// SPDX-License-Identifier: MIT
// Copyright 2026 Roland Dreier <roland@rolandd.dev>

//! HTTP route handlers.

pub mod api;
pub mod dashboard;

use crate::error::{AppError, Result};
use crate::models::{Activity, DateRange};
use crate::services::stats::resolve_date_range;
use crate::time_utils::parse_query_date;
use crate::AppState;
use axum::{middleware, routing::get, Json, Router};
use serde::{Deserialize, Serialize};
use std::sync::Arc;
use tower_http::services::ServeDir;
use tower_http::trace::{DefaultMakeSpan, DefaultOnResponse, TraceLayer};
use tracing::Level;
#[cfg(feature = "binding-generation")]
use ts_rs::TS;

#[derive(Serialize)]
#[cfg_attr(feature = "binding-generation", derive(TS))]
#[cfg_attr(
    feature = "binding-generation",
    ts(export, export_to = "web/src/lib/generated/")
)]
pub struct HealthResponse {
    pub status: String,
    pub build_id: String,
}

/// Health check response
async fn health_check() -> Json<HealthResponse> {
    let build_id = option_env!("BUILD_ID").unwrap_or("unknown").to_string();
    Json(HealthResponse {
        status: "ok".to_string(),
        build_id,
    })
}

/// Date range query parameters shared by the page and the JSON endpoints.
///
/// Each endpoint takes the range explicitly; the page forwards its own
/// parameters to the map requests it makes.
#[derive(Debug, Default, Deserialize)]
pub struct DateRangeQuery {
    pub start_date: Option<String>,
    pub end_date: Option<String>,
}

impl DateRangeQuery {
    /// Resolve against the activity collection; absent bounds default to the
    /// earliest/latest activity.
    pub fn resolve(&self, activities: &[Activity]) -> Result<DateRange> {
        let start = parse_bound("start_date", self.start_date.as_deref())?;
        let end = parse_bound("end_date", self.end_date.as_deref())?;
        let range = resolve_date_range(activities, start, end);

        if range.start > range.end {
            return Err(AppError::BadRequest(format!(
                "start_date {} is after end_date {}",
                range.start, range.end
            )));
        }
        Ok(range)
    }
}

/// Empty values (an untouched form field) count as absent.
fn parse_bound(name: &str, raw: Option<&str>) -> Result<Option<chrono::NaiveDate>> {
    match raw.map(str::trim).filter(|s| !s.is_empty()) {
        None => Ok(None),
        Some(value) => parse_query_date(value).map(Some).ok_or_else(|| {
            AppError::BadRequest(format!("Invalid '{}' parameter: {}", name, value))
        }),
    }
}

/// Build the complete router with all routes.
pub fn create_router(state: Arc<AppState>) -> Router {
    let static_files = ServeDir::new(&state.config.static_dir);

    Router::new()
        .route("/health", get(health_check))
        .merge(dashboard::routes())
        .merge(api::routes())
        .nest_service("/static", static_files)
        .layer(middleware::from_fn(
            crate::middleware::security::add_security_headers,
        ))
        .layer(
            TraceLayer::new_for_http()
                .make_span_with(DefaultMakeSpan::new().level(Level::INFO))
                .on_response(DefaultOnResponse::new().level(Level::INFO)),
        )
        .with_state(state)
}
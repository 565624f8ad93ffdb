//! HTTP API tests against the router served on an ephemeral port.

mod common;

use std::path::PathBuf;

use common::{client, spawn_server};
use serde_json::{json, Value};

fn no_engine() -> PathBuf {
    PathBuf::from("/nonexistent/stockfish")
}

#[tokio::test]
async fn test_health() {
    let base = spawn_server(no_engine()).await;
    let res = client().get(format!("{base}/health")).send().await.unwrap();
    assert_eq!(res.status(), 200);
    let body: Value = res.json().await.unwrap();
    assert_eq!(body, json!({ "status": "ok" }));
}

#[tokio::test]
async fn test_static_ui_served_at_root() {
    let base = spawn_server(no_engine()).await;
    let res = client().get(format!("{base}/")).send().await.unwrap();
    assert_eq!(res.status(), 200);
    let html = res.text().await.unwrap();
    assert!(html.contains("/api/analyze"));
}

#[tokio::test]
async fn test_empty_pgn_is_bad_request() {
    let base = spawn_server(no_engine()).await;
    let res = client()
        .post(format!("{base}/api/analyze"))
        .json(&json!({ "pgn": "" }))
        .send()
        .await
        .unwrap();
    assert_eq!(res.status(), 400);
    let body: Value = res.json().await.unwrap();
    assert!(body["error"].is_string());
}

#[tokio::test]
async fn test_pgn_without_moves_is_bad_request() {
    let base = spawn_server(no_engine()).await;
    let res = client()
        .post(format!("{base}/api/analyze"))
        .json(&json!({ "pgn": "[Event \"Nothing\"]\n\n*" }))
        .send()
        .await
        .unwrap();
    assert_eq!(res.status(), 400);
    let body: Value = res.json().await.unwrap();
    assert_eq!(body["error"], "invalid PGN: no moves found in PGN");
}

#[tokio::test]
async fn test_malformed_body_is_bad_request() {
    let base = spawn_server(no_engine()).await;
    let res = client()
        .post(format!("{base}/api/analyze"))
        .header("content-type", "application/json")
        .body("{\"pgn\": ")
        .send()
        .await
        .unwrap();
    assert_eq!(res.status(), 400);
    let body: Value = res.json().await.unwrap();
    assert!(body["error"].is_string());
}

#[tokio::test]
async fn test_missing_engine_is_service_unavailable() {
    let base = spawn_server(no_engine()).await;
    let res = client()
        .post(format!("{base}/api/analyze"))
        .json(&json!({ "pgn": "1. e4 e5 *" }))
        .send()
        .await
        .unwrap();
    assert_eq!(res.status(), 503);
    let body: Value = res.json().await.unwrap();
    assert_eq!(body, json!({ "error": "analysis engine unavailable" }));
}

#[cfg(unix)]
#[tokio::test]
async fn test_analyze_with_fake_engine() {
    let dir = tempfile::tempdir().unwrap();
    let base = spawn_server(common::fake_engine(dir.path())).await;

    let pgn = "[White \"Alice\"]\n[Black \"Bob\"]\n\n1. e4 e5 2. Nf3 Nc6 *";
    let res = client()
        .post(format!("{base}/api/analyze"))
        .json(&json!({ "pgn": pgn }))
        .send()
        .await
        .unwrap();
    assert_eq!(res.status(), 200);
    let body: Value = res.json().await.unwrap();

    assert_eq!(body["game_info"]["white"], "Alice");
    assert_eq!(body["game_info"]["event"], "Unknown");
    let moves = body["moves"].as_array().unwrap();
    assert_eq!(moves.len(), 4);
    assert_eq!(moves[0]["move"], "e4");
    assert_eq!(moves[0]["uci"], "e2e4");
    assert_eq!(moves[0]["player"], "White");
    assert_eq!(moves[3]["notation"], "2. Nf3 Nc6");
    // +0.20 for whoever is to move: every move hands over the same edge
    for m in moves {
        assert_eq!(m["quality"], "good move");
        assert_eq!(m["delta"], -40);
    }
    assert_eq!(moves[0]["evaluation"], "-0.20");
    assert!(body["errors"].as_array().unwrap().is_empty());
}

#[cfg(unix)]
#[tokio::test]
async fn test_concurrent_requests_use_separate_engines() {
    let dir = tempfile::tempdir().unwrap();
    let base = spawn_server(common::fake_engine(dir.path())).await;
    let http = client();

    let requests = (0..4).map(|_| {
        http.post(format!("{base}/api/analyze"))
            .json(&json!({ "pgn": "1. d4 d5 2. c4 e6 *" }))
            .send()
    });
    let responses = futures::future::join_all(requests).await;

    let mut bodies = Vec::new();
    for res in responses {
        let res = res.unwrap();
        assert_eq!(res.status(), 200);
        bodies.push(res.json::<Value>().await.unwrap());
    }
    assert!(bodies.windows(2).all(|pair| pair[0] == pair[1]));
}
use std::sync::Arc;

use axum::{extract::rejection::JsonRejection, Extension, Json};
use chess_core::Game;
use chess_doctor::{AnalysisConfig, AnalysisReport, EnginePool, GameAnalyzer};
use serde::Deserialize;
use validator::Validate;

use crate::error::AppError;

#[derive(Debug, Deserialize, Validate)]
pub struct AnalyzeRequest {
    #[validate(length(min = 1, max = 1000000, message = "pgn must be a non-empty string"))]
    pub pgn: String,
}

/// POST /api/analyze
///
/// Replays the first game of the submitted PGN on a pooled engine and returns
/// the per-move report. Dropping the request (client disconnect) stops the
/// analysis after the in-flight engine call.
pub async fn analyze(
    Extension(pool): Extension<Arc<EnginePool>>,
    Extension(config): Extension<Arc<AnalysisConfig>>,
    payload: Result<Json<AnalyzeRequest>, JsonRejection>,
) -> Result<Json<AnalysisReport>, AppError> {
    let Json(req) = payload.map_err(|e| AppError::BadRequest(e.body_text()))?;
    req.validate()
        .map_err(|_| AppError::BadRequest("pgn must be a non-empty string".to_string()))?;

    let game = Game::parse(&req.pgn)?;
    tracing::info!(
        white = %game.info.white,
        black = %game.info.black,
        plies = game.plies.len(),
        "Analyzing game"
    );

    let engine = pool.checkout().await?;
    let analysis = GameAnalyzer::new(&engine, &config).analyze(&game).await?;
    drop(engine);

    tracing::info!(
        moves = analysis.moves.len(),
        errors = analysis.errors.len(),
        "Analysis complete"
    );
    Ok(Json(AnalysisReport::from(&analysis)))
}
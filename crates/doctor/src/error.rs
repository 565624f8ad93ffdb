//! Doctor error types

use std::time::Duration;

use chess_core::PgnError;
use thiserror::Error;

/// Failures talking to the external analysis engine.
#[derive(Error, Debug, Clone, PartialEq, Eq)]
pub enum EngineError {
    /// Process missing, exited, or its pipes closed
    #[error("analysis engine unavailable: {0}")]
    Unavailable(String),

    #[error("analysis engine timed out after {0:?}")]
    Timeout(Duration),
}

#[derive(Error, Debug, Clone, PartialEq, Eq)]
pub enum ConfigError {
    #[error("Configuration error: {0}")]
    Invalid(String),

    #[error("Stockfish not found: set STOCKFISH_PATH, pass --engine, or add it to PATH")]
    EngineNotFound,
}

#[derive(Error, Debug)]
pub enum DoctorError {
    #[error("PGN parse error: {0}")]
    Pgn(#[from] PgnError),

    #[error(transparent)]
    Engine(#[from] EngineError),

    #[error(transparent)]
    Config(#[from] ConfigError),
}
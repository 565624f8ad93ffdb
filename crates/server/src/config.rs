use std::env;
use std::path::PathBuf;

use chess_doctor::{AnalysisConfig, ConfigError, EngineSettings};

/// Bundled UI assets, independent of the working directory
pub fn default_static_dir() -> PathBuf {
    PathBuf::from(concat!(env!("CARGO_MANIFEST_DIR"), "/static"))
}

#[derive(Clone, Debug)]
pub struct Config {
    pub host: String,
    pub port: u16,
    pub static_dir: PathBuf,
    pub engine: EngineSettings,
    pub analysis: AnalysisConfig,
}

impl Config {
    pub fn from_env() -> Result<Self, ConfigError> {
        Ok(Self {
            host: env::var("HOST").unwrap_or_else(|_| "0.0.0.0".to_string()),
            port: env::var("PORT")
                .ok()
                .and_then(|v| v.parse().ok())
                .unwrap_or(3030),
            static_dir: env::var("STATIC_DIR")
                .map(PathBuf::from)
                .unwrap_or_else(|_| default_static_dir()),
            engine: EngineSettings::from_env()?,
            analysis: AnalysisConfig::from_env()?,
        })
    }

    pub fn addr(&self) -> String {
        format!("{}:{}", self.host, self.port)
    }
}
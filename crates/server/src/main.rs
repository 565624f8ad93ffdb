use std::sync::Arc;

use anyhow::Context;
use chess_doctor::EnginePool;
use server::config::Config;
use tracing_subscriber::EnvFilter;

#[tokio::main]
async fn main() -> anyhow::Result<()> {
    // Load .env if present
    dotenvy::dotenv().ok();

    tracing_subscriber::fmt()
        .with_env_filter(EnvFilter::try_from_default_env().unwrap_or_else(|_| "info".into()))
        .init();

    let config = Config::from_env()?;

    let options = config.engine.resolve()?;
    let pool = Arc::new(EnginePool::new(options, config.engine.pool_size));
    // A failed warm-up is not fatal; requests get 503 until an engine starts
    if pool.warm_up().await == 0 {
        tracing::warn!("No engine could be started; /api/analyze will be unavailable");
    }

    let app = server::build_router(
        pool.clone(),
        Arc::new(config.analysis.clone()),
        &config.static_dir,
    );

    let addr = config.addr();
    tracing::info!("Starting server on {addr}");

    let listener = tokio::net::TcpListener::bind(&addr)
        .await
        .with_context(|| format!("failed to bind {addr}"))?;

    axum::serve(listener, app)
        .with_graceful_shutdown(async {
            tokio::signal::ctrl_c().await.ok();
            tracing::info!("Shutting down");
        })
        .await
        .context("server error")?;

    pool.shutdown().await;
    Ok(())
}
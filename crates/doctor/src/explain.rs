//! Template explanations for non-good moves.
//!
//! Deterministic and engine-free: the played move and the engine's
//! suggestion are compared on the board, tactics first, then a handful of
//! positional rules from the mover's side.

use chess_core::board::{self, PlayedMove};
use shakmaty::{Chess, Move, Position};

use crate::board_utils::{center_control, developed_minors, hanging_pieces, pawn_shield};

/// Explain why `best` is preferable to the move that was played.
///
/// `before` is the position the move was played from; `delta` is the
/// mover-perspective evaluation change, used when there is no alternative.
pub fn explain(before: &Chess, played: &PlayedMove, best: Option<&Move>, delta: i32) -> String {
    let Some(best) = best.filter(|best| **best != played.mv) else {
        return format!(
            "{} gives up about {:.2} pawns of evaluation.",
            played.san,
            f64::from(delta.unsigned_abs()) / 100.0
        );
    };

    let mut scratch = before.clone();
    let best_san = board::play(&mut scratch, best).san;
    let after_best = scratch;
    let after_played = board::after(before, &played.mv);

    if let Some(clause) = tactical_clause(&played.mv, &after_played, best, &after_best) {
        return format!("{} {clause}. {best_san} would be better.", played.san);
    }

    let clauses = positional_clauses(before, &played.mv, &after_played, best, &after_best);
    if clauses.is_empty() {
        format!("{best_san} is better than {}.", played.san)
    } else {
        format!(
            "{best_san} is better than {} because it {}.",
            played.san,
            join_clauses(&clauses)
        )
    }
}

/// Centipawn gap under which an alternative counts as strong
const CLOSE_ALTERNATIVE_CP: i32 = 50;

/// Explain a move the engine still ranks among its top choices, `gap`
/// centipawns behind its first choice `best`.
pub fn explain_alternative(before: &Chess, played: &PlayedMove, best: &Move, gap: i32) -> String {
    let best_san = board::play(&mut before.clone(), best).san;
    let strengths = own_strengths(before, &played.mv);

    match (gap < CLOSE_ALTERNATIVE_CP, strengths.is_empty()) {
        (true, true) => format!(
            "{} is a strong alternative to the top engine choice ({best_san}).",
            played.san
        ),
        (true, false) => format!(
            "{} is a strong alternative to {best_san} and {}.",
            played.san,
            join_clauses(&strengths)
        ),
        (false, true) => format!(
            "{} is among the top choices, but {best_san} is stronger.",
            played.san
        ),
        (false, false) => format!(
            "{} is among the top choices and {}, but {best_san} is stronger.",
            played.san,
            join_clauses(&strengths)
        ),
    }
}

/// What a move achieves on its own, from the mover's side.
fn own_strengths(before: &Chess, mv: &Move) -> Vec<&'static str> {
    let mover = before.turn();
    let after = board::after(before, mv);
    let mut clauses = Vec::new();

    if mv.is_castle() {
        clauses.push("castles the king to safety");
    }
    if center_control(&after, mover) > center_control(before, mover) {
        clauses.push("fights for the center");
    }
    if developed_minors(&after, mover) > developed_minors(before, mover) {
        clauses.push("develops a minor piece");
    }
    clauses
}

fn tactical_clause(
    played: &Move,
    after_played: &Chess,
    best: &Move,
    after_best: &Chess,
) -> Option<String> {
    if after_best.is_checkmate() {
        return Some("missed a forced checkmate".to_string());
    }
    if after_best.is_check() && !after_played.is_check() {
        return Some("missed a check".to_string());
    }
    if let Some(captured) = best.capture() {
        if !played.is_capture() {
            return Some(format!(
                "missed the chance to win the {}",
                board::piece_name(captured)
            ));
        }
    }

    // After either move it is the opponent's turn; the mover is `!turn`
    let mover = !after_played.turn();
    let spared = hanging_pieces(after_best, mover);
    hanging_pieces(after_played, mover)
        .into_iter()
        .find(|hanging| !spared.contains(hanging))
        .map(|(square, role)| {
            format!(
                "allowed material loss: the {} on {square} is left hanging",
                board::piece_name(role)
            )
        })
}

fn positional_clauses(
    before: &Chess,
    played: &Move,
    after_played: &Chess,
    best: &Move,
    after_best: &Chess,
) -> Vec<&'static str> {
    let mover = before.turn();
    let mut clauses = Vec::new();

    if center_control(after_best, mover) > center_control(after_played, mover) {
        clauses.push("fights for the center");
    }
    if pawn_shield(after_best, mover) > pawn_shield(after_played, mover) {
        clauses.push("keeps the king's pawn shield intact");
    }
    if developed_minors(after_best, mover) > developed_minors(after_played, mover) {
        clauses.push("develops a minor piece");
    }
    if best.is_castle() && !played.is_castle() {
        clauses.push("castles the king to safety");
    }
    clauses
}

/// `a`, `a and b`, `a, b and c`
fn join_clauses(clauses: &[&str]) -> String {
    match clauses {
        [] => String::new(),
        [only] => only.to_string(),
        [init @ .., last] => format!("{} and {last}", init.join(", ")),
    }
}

-=-=-

■ **Brief**
Filter the records for lines holding the string "DefaultMakeSpan". Copy each one.

■ **Solution below**
use tower_http::trace::{DefaultMakeSpan, DefaultOnResponse, TraceLayer};
                .make_span_with(DefaultMakeSpan::new().level(Level::INFO))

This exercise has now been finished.